Copy the entire listing exactly.

##### EXCERPTED RECORDS

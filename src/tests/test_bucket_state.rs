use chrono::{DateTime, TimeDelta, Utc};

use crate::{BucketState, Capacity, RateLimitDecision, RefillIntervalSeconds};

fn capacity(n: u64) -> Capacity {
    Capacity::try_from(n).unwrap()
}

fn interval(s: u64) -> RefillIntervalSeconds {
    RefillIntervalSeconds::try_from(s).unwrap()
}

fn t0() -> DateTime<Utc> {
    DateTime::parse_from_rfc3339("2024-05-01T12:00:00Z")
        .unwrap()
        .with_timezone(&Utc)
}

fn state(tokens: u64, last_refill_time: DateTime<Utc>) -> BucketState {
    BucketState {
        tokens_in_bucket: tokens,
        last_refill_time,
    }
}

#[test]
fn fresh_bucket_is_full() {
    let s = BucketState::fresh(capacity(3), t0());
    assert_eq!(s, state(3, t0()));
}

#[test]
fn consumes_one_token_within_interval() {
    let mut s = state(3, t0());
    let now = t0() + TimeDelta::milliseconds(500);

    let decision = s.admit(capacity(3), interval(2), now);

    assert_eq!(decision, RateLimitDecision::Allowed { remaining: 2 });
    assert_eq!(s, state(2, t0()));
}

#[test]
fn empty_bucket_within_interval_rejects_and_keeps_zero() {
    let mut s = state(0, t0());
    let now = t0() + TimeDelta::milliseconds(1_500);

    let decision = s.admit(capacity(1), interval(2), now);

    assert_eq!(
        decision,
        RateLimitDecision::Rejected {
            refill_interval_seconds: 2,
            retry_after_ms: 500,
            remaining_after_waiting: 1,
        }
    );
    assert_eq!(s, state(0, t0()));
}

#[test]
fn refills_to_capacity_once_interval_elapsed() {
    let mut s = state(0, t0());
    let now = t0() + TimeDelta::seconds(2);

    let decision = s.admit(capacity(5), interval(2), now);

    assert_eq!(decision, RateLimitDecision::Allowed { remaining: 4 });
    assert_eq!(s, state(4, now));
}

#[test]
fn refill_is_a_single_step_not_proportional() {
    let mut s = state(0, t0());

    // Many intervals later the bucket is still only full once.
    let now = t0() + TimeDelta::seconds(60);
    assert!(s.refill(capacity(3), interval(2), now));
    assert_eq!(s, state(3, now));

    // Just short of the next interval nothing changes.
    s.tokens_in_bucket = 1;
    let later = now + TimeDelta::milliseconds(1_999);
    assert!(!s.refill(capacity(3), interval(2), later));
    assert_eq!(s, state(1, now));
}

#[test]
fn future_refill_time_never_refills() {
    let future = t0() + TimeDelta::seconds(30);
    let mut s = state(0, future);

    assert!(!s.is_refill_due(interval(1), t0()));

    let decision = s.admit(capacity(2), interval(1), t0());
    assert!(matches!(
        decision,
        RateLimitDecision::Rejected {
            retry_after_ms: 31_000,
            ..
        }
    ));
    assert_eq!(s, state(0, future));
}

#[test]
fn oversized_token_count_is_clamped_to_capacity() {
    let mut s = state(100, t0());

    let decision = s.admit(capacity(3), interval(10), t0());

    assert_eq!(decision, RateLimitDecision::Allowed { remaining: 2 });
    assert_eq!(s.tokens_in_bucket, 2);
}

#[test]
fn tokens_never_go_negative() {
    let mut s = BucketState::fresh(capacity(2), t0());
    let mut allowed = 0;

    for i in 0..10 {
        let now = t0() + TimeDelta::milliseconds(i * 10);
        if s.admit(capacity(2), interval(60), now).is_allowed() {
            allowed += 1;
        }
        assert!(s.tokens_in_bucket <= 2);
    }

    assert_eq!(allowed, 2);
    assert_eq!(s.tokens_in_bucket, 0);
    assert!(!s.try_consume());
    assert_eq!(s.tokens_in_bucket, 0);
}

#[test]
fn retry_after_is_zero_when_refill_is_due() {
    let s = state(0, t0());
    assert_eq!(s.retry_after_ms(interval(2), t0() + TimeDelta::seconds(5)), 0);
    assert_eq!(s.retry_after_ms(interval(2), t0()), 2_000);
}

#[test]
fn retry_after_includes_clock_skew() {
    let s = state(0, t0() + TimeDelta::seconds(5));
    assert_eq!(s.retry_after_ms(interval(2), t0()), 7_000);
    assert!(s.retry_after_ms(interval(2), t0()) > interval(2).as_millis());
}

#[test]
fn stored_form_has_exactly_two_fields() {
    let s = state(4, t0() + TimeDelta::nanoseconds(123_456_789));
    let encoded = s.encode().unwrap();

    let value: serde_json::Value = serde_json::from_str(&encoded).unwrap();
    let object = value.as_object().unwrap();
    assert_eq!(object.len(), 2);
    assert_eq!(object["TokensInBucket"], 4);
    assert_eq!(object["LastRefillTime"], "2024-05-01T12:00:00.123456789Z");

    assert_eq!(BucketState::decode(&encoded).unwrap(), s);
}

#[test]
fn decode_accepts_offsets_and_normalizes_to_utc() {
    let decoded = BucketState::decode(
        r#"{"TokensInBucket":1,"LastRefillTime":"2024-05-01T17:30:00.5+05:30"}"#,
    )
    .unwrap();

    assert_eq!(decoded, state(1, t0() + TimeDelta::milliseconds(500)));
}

##########

FINAL ANSWER |
filename src/tests/test_bucket_state.rs
use chrono::{DateTime, TimeDelta, Utc};

use crate::{BucketState, Capacity, RateLimitDecision, RefillIntervalSeconds};

fn capacity(n: u64) -> Capacity {
    Capacity::try_from(n).unwrap()
}

fn interval(s: u64) -> RefillIntervalSeconds {
    RefillIntervalSeconds::try_from(s).unwrap()
}

fn t0() -> DateTime<Utc> {
    DateTime::parse_from_rfc3339("2024-05-01T12:00:00Z")
        .unwrap()
        .with_timezone(&Utc)
}

fn state(tokens: u64, last_refill_time: DateTime<Utc>) -> BucketState {
    BucketState {
        tokens_in_bucket: tokens,
        last_refill_time,
    }
}

#[test]
fn fresh_bucket_is_full() {
    let s = BucketState::fresh(capacity(3), t0());
    assert_eq!(s, state(3, t0()));
}

#[test]
fn consumes_one_token_within_interval() {
    let mut s = state(3, t0());
    let now = t0() + TimeDelta::milliseconds(500);

    let decision = s.admit(capacity(3), interval(2), now);

    assert_eq!(decision, RateLimitDecision::Allowed { remaining: 2 });
    assert_eq!(s, state(2, t0()));
}

#[test]
fn empty_bucket_within_interval_rejects_and_keeps_zero() {
    let mut s = state(0, t0());
    let now = t0() + TimeDelta::milliseconds(1_500);

    let decision = s.admit(capacity(1), interval(2), now);

    assert_eq!(
        decision,
        RateLimitDecision::Rejected {
            refill_interval_seconds: 2,
            retry_after_ms: 500,
            remaining_after_waiting: 1,
        }
    );
    assert_eq!(s, state(0, t0()));
}

#[test]
fn refills_to_capacity_once_interval_elapsed() {
    let mut s = state(0, t0());
    let now = t0() + TimeDelta::seconds(2);

    let decision = s.admit(capacity(5), interval(2), now);

    assert_eq!(decision, RateLimitDecision::Allowed { remaining: 4 });
    assert_eq!(s, state(4, now));
}

#[test]
fn refill_is_a_single_step_not_proportional() {
    let mut s = state(0, t0());

    // Many intervals later the bucket is still only full once.
    let now = t0() + TimeDelta::seconds(60);
    assert!(s.refill(capacity(3), interval(2), now));
    assert_eq!(s, state(3, now));

    // Just short of the next interval nothing changes.
    s.tokens_in_bucket = 1;
    let later = now + TimeDelta::milliseconds(1_999);
    assert!(!s.refill(capacity(3), interval(2), later));
    assert_eq!(s, state(1, now));
}

#[test]
fn future_refill_time_never_refills() {
    let future = t0() + TimeDelta::seconds(30);
    let mut s = state(0, future);

    assert!(!s.is_refill_due(interval(1), t0()));

    let decision = s.admit(capacity(2), interval(1), t0());
    assert!(matches!(
        decision,
        RateLimitDecision::Rejected {
            retry_after_ms: 31_000,
            ..
        }
    ));
    assert_eq!(s, state(0, future));
}

#[test]
fn oversized_token_count_is_clamped_to_capacity() {
    let mut s = state(100, t0());

    let decision = s.admit(capacity(3), interval(10), t0());

    assert_eq!(decision, RateLimitDecision::Allowed { remaining: 2 });
    assert_eq!(s.tokens_in_bucket, 2);
}

#[test]
fn tokens_never_go_negative() {
    let mut s = BucketState::fresh(capacity(2), t0());
    let mut allowed = 0;

    for i in 0..10 {
        let now = t0() + TimeDelta::milliseconds(i * 10);
        if s.admit(capacity(2), interval(60), now).is_allowed() {
            allowed += 1;
        }
        assert!(s.tokens_in_bucket <= 2);
    }

    assert_eq!(allowed, 2);
    assert_eq!(s.tokens_in_bucket, 0);
    assert!(!s.try_consume());
    assert_eq!(s.tokens_in_bucket, 0);
}

#[test]
fn retry_after_is_zero_when_refill_is_due() {
    let s = state(0, t0());
    assert_eq!(s.retry_after_ms(interval(2), t0() + TimeDelta::seconds(5)), 0);
    assert_eq!(s.retry_after_ms(interval(2), t0()), 2_000);
}

#[test]
fn retry_after_includes_clock_skew() {
    let s = state(0, t0() + TimeDelta::seconds(5));
    assert_eq!(s.retry_after_ms(interval(2), t0()), 7_000);
    assert!(s.retry_after_ms(interval(2), t0()) > interval(2).as_millis());
}

#[test]
fn stored_form_has_exactly_two_fields() {
    let s = state(4, t0() + TimeDelta::nanoseconds(123_456_789));
    let encoded = s.encode().unwrap();

    let value: serde_json::Value = serde_json::from_str(&encoded).unwrap();
    let object = value.as_object().unwrap();
    assert_eq!(object.len(), 2);
    assert_eq!(object["TokensInBucket"], 4);
    assert_eq!(object["LastRefillTime"], "2024-05-01T12:00:00.123456789Z");

    assert_eq!(BucketState::decode(&encoded).unwrap(), s);
}

#[test]
fn decode_accepts_offsets_and_normalizes_to_utc() {
    let decoded = BucketState::decode(
        r#"{"TokensInBucket":1,"LastRefillTime":"2024-05-01T17:30:00.5+05:30"}"#,
    )
    .unwrap();

    assert_eq!(decoded, state(1, t0() + TimeDelta::milliseconds(500)));
}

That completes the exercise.